Y si bien existe la figura de Kaneda, en la función parcial del héroe, no es una historia heroica en el sentido de que la resolución final no depende de la acción individual de ninguno de los personajes. Si bien Kaneda intenta eliminar a un Tetsuo fuera de control, instaurando así el clásico tropo de amigo debe matar amigo, el final de la película se cristaliza cuando los Esper logran invocar a Akira desde su letargo o "más allá", y éste se los lleva a Tetsuo y a ellos a otra dimensión, dejando en el intercambio energético una explosión nuclear que se entiende consumará el esperado apocalipsis.

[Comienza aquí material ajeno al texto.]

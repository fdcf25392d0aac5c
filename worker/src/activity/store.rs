//! Primary activity log stores.

use std::path::{Path, PathBuf};
use std::sync::atomic::{AtomicBool, Ordering};
use std::sync::{Mutex, PoisonError};

use async_trait::async_trait;
use thiserror::Error;
use tokio::fs::OpenOptions;
use tokio::io::AsyncWriteExt;
use tokio::sync::Mutex as AsyncMutex;

use super::entry::LogEntry;

/// Errors raised while persisting an entry.
#[derive(Debug, Error)]
pub enum StoreError {
    #[error("log store unavailable: {0}")]
    Unavailable(String),

    #[error("failed to write log entry: {0}")]
    Io(#[from] std::io::Error),

    #[error("failed to serialize log entry: {0}")]
    Serialize(#[from] serde_json::Error),
}

/// Durable destination for activity log entries.
#[async_trait]
pub trait LogStore: Send + Sync {
    async fn save(&self, entry: &LogEntry) -> Result<(), StoreError>;
}

/// Appends entries as JSON lines to a file.
pub struct FileLogStore {
    path: PathBuf,
    // Serializes appends so concurrent lines never interleave.
    write_lock: AsyncMutex<()>,
}

impl FileLogStore {
    pub fn new(path: impl AsRef<Path>) -> Self {
        Self {
            path: path.as_ref().to_path_buf(),
            write_lock: AsyncMutex::new(()),
        }
    }

    pub fn path(&self) -> &Path {
        &self.path
    }
}

#[async_trait]
impl LogStore for FileLogStore {
    async fn save(&self, entry: &LogEntry) -> Result<(), StoreError> {
        let mut line = serde_json::to_vec(entry)?;
        line.push(b'\n');

        let _guard = self.write_lock.lock().await;
        let mut file = OpenOptions::new()
            .create(true)
            .append(true)
            .open(&self.path)
            .await?;
        file.write_all(&line).await?;
        file.flush().await?;
        Ok(())
    }
}

/// Keeps entries in memory; can be switched off to simulate an outage.
#[derive(Default)]
pub struct MemoryLogStore {
    entries: Mutex<Vec<LogEntry>>,
    unavailable: AtomicBool,
}

impl MemoryLogStore {
    pub fn new() -> Self {
        Self::default()
    }

    pub fn set_available(&self, available: bool) {
        self.unavailable.store(!available, Ordering::SeqCst);
    }

    /// Entries saved so far, in save order.
    pub fn entries(&self) -> Vec<LogEntry> {
        self.entries
            .lock()
            .unwrap_or_else(PoisonError::into_inner)
            .clone()
    }
}

#[async_trait]
impl LogStore for MemoryLogStore {
    async fn save(&self, entry: &LogEntry) -> Result<(), StoreError> {
        if self.unavailable.load(Ordering::SeqCst) {
            return Err(StoreError::Unavailable("store switched off".to_string()));
        }
        self.entries
            .lock()
            .unwrap_or_else(PoisonError::into_inner)
            .push(entry.clone());
        Ok(())
    }
}
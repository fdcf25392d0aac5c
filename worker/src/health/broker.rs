//! RabbitMQ reachability probe.

use std::sync::Arc;

use async_trait::async_trait;

use super::{HealthProbe, HealthReport};
use crate::broker::{AmqpConnector, BrokerConnection, ConnectionManager, Connector};

/// Healthy iff the shared broker connection reports itself open.
///
/// Goes through the [`ConnectionManager`], so it reuses the process-wide
/// connection (establishing it if nobody has yet) rather than opening its own.
pub struct BrokerProbe<C: Connector = AmqpConnector> {
    connections: Arc<ConnectionManager<C>>,
}

impl<C: Connector> BrokerProbe<C> {
    pub fn new(connections: Arc<ConnectionManager<C>>) -> Self {
        Self { connections }
    }
}

#[async_trait]
impl<C: Connector> HealthProbe for BrokerProbe<C> {
    fn name(&self) -> &'static str {
        "rabbitmq"
    }

    async fn check(&self) -> HealthReport {
        match self.connections.get().await {
            Ok(conn) if conn.is_open() => HealthReport::healthy("RabbitMQ connection is open"),
            Ok(_) => HealthReport::unhealthy("RabbitMQ connection is closed", None),
            Err(e) => HealthReport::unhealthy("RabbitMQ is unreachable", Some(e.to_string())),
        }
    }
}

Aquí también cabe destacar la participación del Coronel Shikishima, que pareciera ser la única figura de autoridad medianamente coherente en esta sinfonía de destrucción.
Pero, por lejos, lo que más me sorprendió de esta última revisión de Akira es la intersección entre ciencia ficción y relato fantástico, donde se manifiestan algunos de los elementos fundamentales del canon, algo en lo que no me había detenido a pensar hasta redactar este artículo. Quizá de esto se trata un poco el canon: de mapear diferentes expresiones de lo sobrenatural y explorar la relaciones entre fantástico, relato extraño y ciencia ficción.